_Task:_
Look below for the line containing "pub fn close(&self)"; from there through the line containing "let file = std::fs::File::open(&path).map_err(Error::new)?;", both lines included, please set down each line exactly and nothing else.

····················

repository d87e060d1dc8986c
pub(crate) type Result<T, E = anyhow::Error> = std::result::Result<T, E>;
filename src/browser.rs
/// Opening a browser is a best-effort convenience; nothing in the serve
/// path may depend on whether it worked.
pub(crate) trait Browser {
    fn open(&self, url: &str);
}

/// Hands the URL to the host's default browser.
pub(crate) struct SystemBrowser;

impl Browser for SystemBrowser {
    fn open(&self, url: &str) {
        match open::that(url) {
            Ok(()) => log::info!("Please check your browser!"),
            Err(why) => log::debug!("failed to launch a browser: {why}"),
        }
    }
}

/// Opens nothing.
#[cfg(test)]
pub(crate) struct NoBrowser;

#[cfg(test)]
impl Browser for NoBrowser {
    fn open(&self, _url: &str) {}
}
//! > An HTTP static file server
//!
//! `httpdir` serves a directory tree over plain HTTP to augment the
//! development loop of a site.  It prioritizes small size and compile
//! times over speed, scalability, or hardening, but it never serves
//! content from outside the hosted directory: parent-directory request
//! segments are rejected rather than resolved.
//!
//! # Example
//!
//! ```rust,no_run
//! let path = std::env::current_dir().unwrap();
//! let server = httpdir::Server::new(&path);
//!
//! println!("Serving {}", path.display());
//! println!("See http://{}", server.addr());
//! println!("Hit CTRL-C to stop");
//!
//! server.serve().unwrap();
//! ```

mod files;

use std::{
    str::FromStr,
    sync::{RwLock, TryLockError},
};

use files::Resolved;

/// Custom server settings
#[derive(Clone, Debug, PartialEq, Eq)]
pub struct ServerBuilder {
    source: std::path::PathBuf,
    hostname: Option<String>,
    port: Option<u16>,
}

impl ServerBuilder {
    pub fn new(source: impl Into<std::path::PathBuf>) -> Self {
        Self {
            source: source.into(),
            hostname: None,
            port: None,
        }
    }

    /// Override the hostname
    ///
    /// Use `0.0.0.0` to accept connections from other machines.
    pub fn hostname(&mut self, hostname: impl Into<String>) -> &mut Self {
        self.hostname = Some(hostname.into());
        self
    }

    /// Override the port
    ///
    /// By default, the first available port is selected.
    pub fn port(&mut self, port: u16) -> &mut Self {
        self.port = Some(port);
        self
    }

    /// Create a server
    ///
    /// This is needed for accessing the dynamically assigned port
    pub fn build(&self) -> Server {
        let source = self.source.clone();
        let hostname = self.hostname.as_deref().unwrap_or("localhost");
        let port = self
            .port
            .or_else(|| get_available_port(hostname))
            // Just have `serve` error out
            .unwrap_or(3000);

        Server {
            source,
            addr: format!("{hostname}:{port}"),
            server: RwLock::new(None),
        }
    }

    /// Start the webserver
    pub fn serve(&self) -> Result<(), Error> {
        self.build().serve()
    }
}

pub struct Server {
    source: std::path::PathBuf,
    addr: String,
    server: RwLock<Option<tiny_http::Server>>,
}

impl Server {
    /// Serve on first available port on localhost
    pub fn new(source: impl Into<std::path::PathBuf>) -> Self {
        ServerBuilder::new(source).build()
    }

    /// The location being served
    pub fn source(&self) -> &std::path::Path {
        self.source.as_path()
    }

    /// The address the server is available at
    ///
    /// This is useful for telling users how to access the served up files since the port is
    /// dynamically assigned by default.
    pub fn addr(&self) -> &str {
        self.addr.as_str()
    }

    /// Whether the server was running at the instant the call happened
    pub fn is_running(&self) -> bool {
        matches!(self.server.read().as_deref(), Ok(Some(_)))
    }

    /// Start the webserver
    ///
    /// Blocks until [`Server::close`] unblocks the accept loop.  The
    /// listener slot is cleared on the way out, releasing the port even
    /// when the loop ends early.
    pub fn serve(&self) -> Result<(), Error> {
        match self.server.try_write().as_deref_mut() {
            Ok(server @ None) => {
                *server = Some(tiny_http::Server::http(self.addr()).map_err(Error::new)?);
            }
            Ok(Some(_)) | Err(TryLockError::WouldBlock) => {
                return Err(Error::new("the server is running"));
            }
            Err(error @ TryLockError::Poisoned(_)) => return Err(Error::new(error)),
        }

        {
            let server = self.server.read().map_err(Error::new)?;
            // unwrap is safe here
            for request in server.as_ref().unwrap().incoming_requests() {
                if let Err(e) = static_file_handler(self.source(), request) {
                    log::error!("{e}");
                }
            }
        }

        *self.server.write().map_err(Error::new)? = None;

        Ok(())
    }

    /// Closes the server gracefully
    ///
    /// Callable from any thread, including an interrupt handler.
    pub fn close(&self) {
        if let Ok(Some(server)) = self.server.read().as_deref() {
            server.unblock();
        }
    }
}

/// Serve Error
#[derive(Debug)]
pub struct Error {
    message: String,
}

impl Error {
    fn new(message: impl ToString) -> Self {
        Self {
            message: message.to_string(),
        }
    }
}

impl std::fmt::Display for Error {
    fn fmt(&self, fmt: &mut std::fmt::Formatter<'_>) -> std::fmt::Result {
        self.message.fmt(fmt)
    }
}

impl std::error::Error for Error {}

fn static_file_handler(root: &std::path::Path, req: tiny_http::Request) -> Result<(), Error> {
    // grab the requested path, stripping off any querystring (often
    // used for cachebusting) so resolution only sees the path
    let mut target = req.url().to_owned();
    if let Some(position) = target.rfind('?') {
        target.truncate(position);
    }

    let resolved = files::resolve(root, &target);
    log::debug!("{} {} -> {}", req.method(), req.url(), resolved.status());

    match resolved {
        Resolved::File(path) => {
            let file = std::fs::File::open(&path).map_err(Error::new)?;
            let mut response = tiny_http::Response::from_file(file);
            if let Some(mime) = mime_guess::MimeGuess::from_path(&path).first_raw() {
                response.add_header(header("Content-Type", mime));
            }
            req.respond(response).map_err(Error::new)
        }
        Resolved::Listing(path) => {
            let page = files::listing(&path, &target).map_err(Error::new)?;
            req.respond(
                tiny_http::Response::from_string(page)
                    .with_header(header("Content-Type", "text/html; charset=utf-8")),
            )
            .map_err(Error::new)
        }
        Resolved::Redirect(location) => req
            .respond(
                tiny_http::Response::from_string("")
                    .with_status_code(301)
                    .with_header(header("Location", &location)),
            )
            .map_err(Error::new),
        Resolved::Forbidden => req
            .respond(
                tiny_http::Response::from_string("<h1> <center> 403: Forbidden </center> </h1>")
                    .with_status_code(403)
                    .with_header(header("Content-Type", "text/html")),
            )
            .map_err(Error::new),
        Resolved::NotFound => req
            .respond(
                tiny_http::Response::from_string(
                    "<h1> <center> 404: Page not found </center> </h1>",
                )
                .with_status_code(404)
                .with_header(header("Content-Type", "text/html")),
            )
            .map_err(Error::new),
    }
}

fn header(name: &str, value: &str) -> tiny_http::Header {
    tiny_http::Header::from_str(&format!("{name}: {value}")).expect("formatted correctly")
}

fn get_available_port(host: &str) -> Option<u16> {
    // Start after "well-known" ports (0-1023) as they require superuser
    // privileges on UNIX-like operating systems.
    (1024..9000).find(|port| port_is_available(host, *port))
}

fn port_is_available(host: &str, port: u16) -> bool {
    std::net::TcpListener::bind((host, port)).is_ok()
}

····················

_Final answer:_
    pub fn close(&self) {
        if let Ok(Some(server)) = self.server.read().as_deref() {
            server.unblock();
        }
    }
}

/// Serve Error
#[derive(Debug)]
pub struct Error {
    message: String,
}

impl Error {
    fn new(message: impl ToString) -> Self {
        Self {
            message: message.to_string(),
        }
    }
}

impl std::fmt::Display for Error {
    fn fmt(&self, fmt: &mut std::fmt::Formatter<'_>) -> std::fmt::Result {
        self.message.fmt(fmt)
    }
}

impl std::error::Error for Error {}

fn static_file_handler(root: &std::path::Path, req: tiny_http::Request) -> Result<(), Error> {
    // grab the requested path, stripping off any querystring (often
    // used for cachebusting) so resolution only sees the path
    let mut target = req.url().to_owned();
    if let Some(position) = target.rfind('?') {
        target.truncate(position);
    }

    let resolved = files::resolve(root, &target);
    log::debug!("{} {} -> {}", req.method(), req.url(), resolved.status());

    match resolved {
        Resolved::File(path) => {
            let file = std::fs::File::open(&path).map_err(Error::new)?;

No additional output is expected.